On Friday afternoon, the FTC chair directed all five agency bureaus — Competition, Consumer Protection, Economics, Policy, and Technology — to form a single Healthcare Task Force. Most PE deal teams will read that as noise from a chairman they already understand. They understand Ferguson correctly. They're reading the announcement wrong.
Two years ago, the Biden FTC sued Welsh Carson — a private equity firm — as a named defendant in a healthcare antitrust case, arguing that the ownership structure itself was the violation. Ferguson's FTC rejected that theory on arrival. PE status is irrelevant to antitrust analysis; what matters is behavior. The deal teams who pocketed that shift were right to. But the task force isn't a return to the ownership theory. It's a structural upgrade to enforce the behavioral one — and simultaneously, seven states have been building a parallel enforcement architecture that PE healthcare deal teams are not tracking.
What Changed
Ferguson's FTC has been active for months. In March it settled with Express Scripts — one of the three largest pharmacy benefit managers, managing drug benefits for roughly 270 million Americans — requiring fundamental pricing practice changes across a $400B+ distribution network. In January it blocked a medical device acquisition. Since September it has sent noncompete warning letters to HCA Healthcare, Tenet Healthcare, and United Health Services.
What's new is coordination. The task force puts Competition and Consumer Protection in the same room, on the same targets, at the same time. An antitrust investigation into a physician roll-up and a consumer fraud investigation into its billing practices can now run in parallel. That capability did not exist before.

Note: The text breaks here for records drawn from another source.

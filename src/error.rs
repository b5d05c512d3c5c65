use axum::{
    http::StatusCode,
    response::{IntoResponse, Response},
    Json,
};
use serde::Serialize;
use serde_json::json;
use thiserror::Error;
use tracing::error;

#[derive(Debug, Clone, PartialEq, Eq, Serialize)]
pub struct FieldIssue {
    pub field: String,
    pub message: String,
}

impl FieldIssue {
    pub fn new(field: impl Into<String>, message: impl Into<String>) -> Self {
        Self {
            field: field.into(),
            message: message.into(),
        }
    }
}

#[derive(Error, Debug)]
pub enum AppError {
    #[error("Authentication required")]
    Unauthorized,

    #[error("You do not have access to this resource")]
    Forbidden,

    #[error("Invalid request")]
    Validation(Vec<FieldIssue>),

    #[error("{0} not found")]
    NotFound(&'static str),

    #[error("{0} is not available")]
    Unavailable(&'static str),

    #[error("Internal server error")]
    Internal(#[from] anyhow::Error),
}

impl AppError {
    pub fn invalid(field: impl Into<String>, message: impl Into<String>) -> Self {
        AppError::Validation(vec![FieldIssue::new(field, message)])
    }

    pub fn status(&self) -> StatusCode {
        match self {
            AppError::Unauthorized => StatusCode::UNAUTHORIZED,
            AppError::Forbidden => StatusCode::FORBIDDEN,
            AppError::Validation(_) => StatusCode::BAD_REQUEST,
            AppError::NotFound(_) => StatusCode::NOT_FOUND,
            AppError::Unavailable(_) => StatusCode::SERVICE_UNAVAILABLE,
            AppError::Internal(_) => StatusCode::INTERNAL_SERVER_ERROR,
        }
    }
}

impl IntoResponse for AppError {
    fn into_response(self) -> Response {
        let status = self.status();
        let body = match &self {
            AppError::Validation(issues) => {
                json!({"success": false, "error": self.to_string(), "issues": issues})
            }
            AppError::Internal(source) => {
                error!(error = ?source, "request failed");
                json!({"success": false, "error": self.to_string()})
            }
            _ => json!({"success": false, "error": self.to_string()}),
        };

        (status, Json(body)).into_response()
    }
}

/// Parse a JSON body into a typed request, reporting serde's complaint as a field issue.
pub fn parse_body<T: serde::de::DeserializeOwned>(bytes: &[u8]) -> Result<T, AppError> {
    if bytes.is_empty() {
        return Err(AppError::invalid("body", "request body is required"));
    }
    serde_json::from_slice(bytes).map_err(|e| {
        let message = e.to_string();
        let field = message
            .split('`')
            .nth(1)
            .filter(|_| message.contains("field"))
            .unwrap_or("body")
            .to_string();
        AppError::Validation(vec![FieldIssue::new(field, message)])
    })
}

#[cfg(test)]
mod tests {
    use super::*;
    use serde::Deserialize;

    #[derive(Debug, Deserialize)]
    #[serde(deny_unknown_fields, rename_all = "camelCase")]
    struct Payload {
        #[allow(dead_code)]
        question_id: String,
    }

    #[test]
    fn statuses_follow_taxonomy() {
        assert_eq!(AppError::Unauthorized.status(), StatusCode::UNAUTHORIZED);
        assert_eq!(AppError::Forbidden.status(), StatusCode::FORBIDDEN);
        assert_eq!(AppError::invalid("x", "bad").status(), StatusCode::BAD_REQUEST);
        assert_eq!(AppError::NotFound("Question").status(), StatusCode::NOT_FOUND);
        assert_eq!(
            AppError::Internal(anyhow::anyhow!("db down")).status(),
            StatusCode::INTERNAL_SERVER_ERROR
        );
    }

    #[test]
    fn internal_errors_hide_details() {
        let err = AppError::Internal(anyhow::anyhow!("password=hunter2"));
        assert_eq!(err.to_string(), "Internal server error");
    }

    #[test]
    fn unknown_fields_are_reported_by_name() {
        let err = parse_body::<Payload>(br#"{"questionId":"q","extra":1}"#).unwrap_err();
        match err {
            AppError::Validation(issues) => assert_eq!(issues[0].field, "extra"),
            other => panic!("unexpected {other:?}"),
        }
    }

    #[test]
    fn missing_fields_are_reported_by_name() {
        let err = parse_body::<Payload>(b"{}").unwrap_err();
        match err {
            AppError::Validation(issues) => assert_eq!(issues[0].field, "questionId"),
            other => panic!("unexpected {other:?}"),
        }
        assert!(matches!(parse_body::<Payload>(b""), Err(AppError::Validation(_))));
    }
}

The second change isn't in the announcement. While federal enforcement shifted from ownership-as-target to behavior-as-target, states moved the other way. Seven states have enacted or are legislating sub-federal notification requirements that specifically target PE healthcare acquisitions below the federal $133.9M HSR threshold — the level where most add-on acquisitions occur. In February 2026 alone, PE firms completed 51 healthcare add-on acquisitions. In at least one state, most of those are now filing events.
Who's Exposed
Add-on pipelines in mini-HSR states
If you are closing healthcare acquisitions in California, Indiana, Colorado, Washington, or Illinois this year: the compliance map changed. California's OHCA is already reviewing transactions. Indiana's fine clock starts July 1 at $10,000/day for non-compliance.
- Live now: California's OHCA approval process for PE and hedge fund transactions, effective January 1, 2026. Washington and Colorado enacted similar regimes in 2025.
- July 1, 2026: Indiana's mini-HSR law takes effect. Non-compliance: $10,000/day.
- In the pipeline: Five additional states plus DC have pending legislation. Illinois is considering requiring affirmative AG consent — not notification — for PE healthcare financing. The first veto right in U.S. healthcare M&A.
Behavioral health platforms on Medicaid
This is where the two enforcement tracks converge most sharply. Private equity owns 85% of ABA therapy providers in the U.S. The OBBBA cuts $900B from Medicaid over ten years. In North Carolina alone, ABA therapy Medicaid costs have risen 423% since 2022. The behavioral response to margin compression — billing optimization, labor restructuring, add-on acquisition — is exactly what both the task force's Consumer Protection bureau and state AG offices were built to investigate.
Ferguson told you he's not Lina Khan. He didn't tell you the states aren't.
What We're Watching
| Date | Event | Status |
|---|---|---|
| Spring 2026 | California OHCA final regulations — scope of PE approval requirement | PENDING |
| July 1, 2026 | Indiana mini-HSR effective date — $10K/day non-compliance | CONFIRMED |
| 90 days | FTC Task Force first enforcement action — defines behavioral theory targets | MONITORING |
| Ongoing | Illinois AG consent bill — full legislature vote | MONITORING |
The task force was announced Friday. Indiana's clock runs to July 1. If you have add-on acquisitions in flight in regulated healthcare markets, the state-by-state compliance map is a pre-LOI question, not a post-signing one.